Data records:
◇ ◇ ◇ ◇ ◇

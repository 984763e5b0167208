//! Scan orchestration: download → (validate archive) → scan → record → relocate → complete.

use std::fmt::{Display, Formatter, Result as FmtResult};
use std::path::{Path, PathBuf};
use std::sync::Arc;
use std::time::Instant;

use clearance_core::models::{is_valid_file_id, Job, RelocationStage, Upload, VirusScanPayload};
use clearance_core::{JobError, JobResultExt};
use clearance_processing::{is_container, ArchiveError, ArchiveLimits, ArchiveValidator};
use clearance_storage::{KeyLayout, Storage, StorageError};
use futures::StreamExt;
use tokio::io::AsyncWriteExt;

use super::scratch::ScratchSpace;
use super::store::ScanRecordStore;
use crate::scanner::{ScanEngine, ScanOutcome};

/// Stages of one scan job, used as a structured log field.
#[derive(Debug, Clone, Copy, PartialEq, Eq)]
pub enum ScanStage {
    Downloading,
    Validating,
    Scanning,
    Recording,
    Relocating,
    Done,
}

impl Display for ScanStage {
    fn fmt(&self, f: &mut Formatter<'_>) -> FmtResult {
        let name = match self {
            ScanStage::Downloading => "downloading",
            ScanStage::Validating => "validating",
            ScanStage::Scanning => "scanning",
            ScanStage::Recording => "recording",
            ScanStage::Relocating => "relocating",
            ScanStage::Done => "done",
        };
        f.write_str(name)
    }
}

#[derive(Clone, Debug)]
pub struct ScanOrchestratorConfig {
    /// Local directory holding downloaded files and extraction trees.
    pub scan_dir: PathBuf,
    pub keys: KeyLayout,
    pub archive_limits: ArchiveLimits,
}

/// What a finished scan job did.
#[derive(Debug, Clone, PartialEq, Eq)]
pub struct ScanSummary {
    pub upload_id: i64,
    pub infected: bool,
    pub object_key: String,
    /// The verdict was already recorded by an earlier attempt.
    pub resumed: bool,
}

pub struct ScanOrchestrator {
    store: Arc<dyn ScanRecordStore>,
    storage: Arc<dyn Storage>,
    engine: Arc<dyn ScanEngine>,
    archive: ArchiveValidator,
    keys: KeyLayout,
    scan_dir: PathBuf,
}

impl ScanOrchestrator {
    pub fn new(
        store: Arc<dyn ScanRecordStore>,
        storage: Arc<dyn Storage>,
        engine: Arc<dyn ScanEngine>,
        config: ScanOrchestratorConfig,
    ) -> Self {
        Self {
            store,
            storage,
            engine,
            archive: ArchiveValidator::new(config.archive_limits),
            keys: config.keys,
            scan_dir: config.scan_dir,
        }
    }

    /// Run a virus-scan job to completion.
    ///
    /// On success the upload points at its scanned key and the job is completed in
    /// the same transaction. A re-delivered job resumes from the recorded progress
    /// instead of scanning again.
    #[tracing::instrument(skip(self, job), fields(job.id = job.id, upload.id, file_id))]
    pub async fn process(&self, job: &Job, worker_id: &str) -> Result<ScanSummary, JobError> {
        let start = Instant::now();
        let payload: VirusScanPayload = job
            .try_payload_as()
            .map_err(|e| JobError::DataIntegrity(format!("Invalid virus-scan payload: {}", e)))?;

        let upload = self
            .store
            .load_upload(payload.upload_id)
            .await
            .transient("Failed to load upload")?
            .ok_or_else(|| {
                JobError::DataIntegrity(format!("Upload {} not found", payload.upload_id))
            })?;

        let span = tracing::Span::current();
        span.record("upload.id", upload.upload_id);
        span.record("file_id", upload.file_id.as_str());

        if !is_valid_file_id(&upload.file_id) {
            return Err(JobError::DataIntegrity(format!(
                "Upload {} has an unusable file id",
                upload.upload_id
            )));
        }
        let scanned_key = self
            .keys
            .scanned_key(&upload.owner_user_id, &upload.file_id)
            .map_err(|e| JobError::DataIntegrity(e.to_string()))?;

        let resumed = upload.is_scanned();
        let infected = if resumed {
            tracing::info!(
                stage = %upload.relocation_stage,
                "Scan verdict already recorded, resuming relocation"
            );
            upload.is_infected()
        } else {
            let outcome = self.scan_upload(&upload).await?;

            tracing::debug!(stage = %ScanStage::Recording, "Persisting scan verdict");
            self.store
                .record_scan_result(upload.upload_id, outcome.is_infected(), &outcome.raw_report)
                .await
                .transient("Failed to record scan result")?;

            if outcome.is_infected() {
                tracing::warn!(
                    report = %outcome.raw_report,
                    "Virus detected in upload, relocating anyway"
                );
            }
            outcome.is_infected()
        };

        if upload.relocation_stage != RelocationStage::Completed {
            self.relocate(&upload, &scanned_key).await?;
        }

        self.store
            .finalize(upload.upload_id, &scanned_key, job.id, worker_id)
            .await
            .map_err(finalize_error)?;

        tracing::info!(
            stage = %ScanStage::Done,
            infected,
            resumed,
            object_key = %scanned_key,
            duration_ms = start.elapsed().as_millis(),
            "Upload scanned and relocated"
        );

        Ok(ScanSummary {
            upload_id: upload.upload_id,
            infected,
            object_key: scanned_key,
            resumed,
        })
    }

    /// Download, validate and scan, then remove every local trace.
    async fn scan_upload(&self, upload: &Upload) -> Result<ScanOutcome, JobError> {
        let scratch = ScratchSpace::new(&self.scan_dir, &upload.file_id);
        let result = self.scan_in(&scratch, upload).await;
        scratch.cleanup().await;
        result
    }

    async fn scan_in(
        &self,
        scratch: &ScratchSpace,
        upload: &Upload,
    ) -> Result<ScanOutcome, JobError> {
        tokio::fs::create_dir_all(&self.scan_dir)
            .await
            .transient("Failed to create scan directory")?;

        tracing::debug!(stage = %ScanStage::Downloading, key = %upload.object_key, "Downloading object");
        let bytes = self.download_to(&upload.object_key, scratch.file()).await?;
        tracing::debug!(bytes, "Object downloaded");

        if is_container(&upload.original_file_name) {
            tracing::debug!(stage = %ScanStage::Validating, "Extracting archive");
            let validator = self.archive.clone();
            let file = scratch.file().to_path_buf();
            let extract_dir = scratch.extract_dir().to_path_buf();
            let cancel = scratch.cancellation();
            let members = tokio::task::spawn_blocking(move || {
                validator.extract_cancellable(&file, &extract_dir, &cancel)
            })
            .await
            .transient("Archive extraction task failed")?
            .map_err(archive_error)?;
            tracing::info!(members = members.len(), "Archive validated");
        }

        tracing::debug!(stage = %ScanStage::Scanning, "Scanning file");
        self.engine
            .scan(scratch.file())
            .await
            .transient("Scan engine failed")
    }

    /// Stream an object to `path`, returning the byte count.
    async fn download_to(&self, key: &str, path: &Path) -> Result<u64, JobError> {
        let mut stream = self
            .storage
            .download_stream(key)
            .await
            .map_err(|e| download_error(key, e))?;

        let mut file = tokio::fs::File::create(path)
            .await
            .transient("Failed to create scratch file")?;
        let mut written: u64 = 0;
        while let Some(chunk) = stream.next().await {
            let chunk = chunk.map_err(|e| download_error(key, e))?;
            file.write_all(&chunk)
                .await
                .transient("Failed to write scratch file")?;
            written += chunk.len() as u64;
        }
        file.flush().await.transient("Failed to flush scratch file")?;
        Ok(written)
    }

    /// Copy-then-delete from the temporary key to `scanned_key`, safe to repeat.
    async fn relocate(&self, upload: &Upload, scanned_key: &str) -> Result<(), JobError> {
        let source = upload.object_key.as_str();
        if source == scanned_key {
            return Ok(());
        }
        tracing::debug!(stage = %ScanStage::Relocating, from = %source, to = %scanned_key, "Relocating object");

        let already_copied = self
            .storage
            .exists(scanned_key)
            .await
            .relocation("Failed to check scanned object")?;
        if already_copied {
            tracing::debug!("Scanned object already present, skipping copy");
        } else {
            self.storage
                .copy(source, scanned_key)
                .await
                .map_err(|e| match e {
                    StorageError::NotFound(_) => JobError::Relocation(anyhow::anyhow!(
                        "Object {} is missing and was never copied to {}",
                        source,
                        scanned_key
                    )),
                    other => JobError::Relocation(
                        anyhow::Error::new(other).context("Failed to copy object to scanned key"),
                    ),
                })?;
        }

        if upload.relocation_stage == RelocationStage::Pending {
            self.store
                .mark_relocation_copied(upload.upload_id)
                .await
                .relocation("Failed to record relocation progress")?;
        }

        let present = self
            .storage
            .exists(scanned_key)
            .await
            .relocation("Failed to verify scanned object")?;
        if !present {
            return Err(JobError::Relocation(anyhow::anyhow!(
                "Scanned object {} missing after copy",
                scanned_key
            )));
        }

        self.storage
            .delete(source)
            .await
            .relocation("Failed to delete temporary object")?;
        Ok(())
    }
}

fn download_error(key: &str, err: StorageError) -> JobError {
    if err.is_not_found() {
        JobError::DataIntegrity(format!("Object {} not found in storage", key))
    } else {
        JobError::Transient(anyhow::Error::new(err).context("Failed to download object"))
    }
}

fn archive_error(err: ArchiveError) -> JobError {
    if err.is_io() {
        JobError::Transient(anyhow::Error::new(err).context("Archive extraction I/O failed"))
    } else {
        JobError::Validation(err.to_string())
    }
}

fn finalize_error(err: anyhow::Error) -> JobError {
    match err.downcast::<JobError>() {
        Ok(job_err) => job_err,
        Err(err) => JobError::Relocation(err.context("Failed to finalize relocation")),
    }
}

◇ ◇ ◇ ◇ ◇

Work to be completed: Scan the data above; copy every line where "KeyLayout" appears.

Response:
use clearance_storage::{KeyLayout, Storage, StorageError};
    pub keys: KeyLayout,
    keys: KeyLayout,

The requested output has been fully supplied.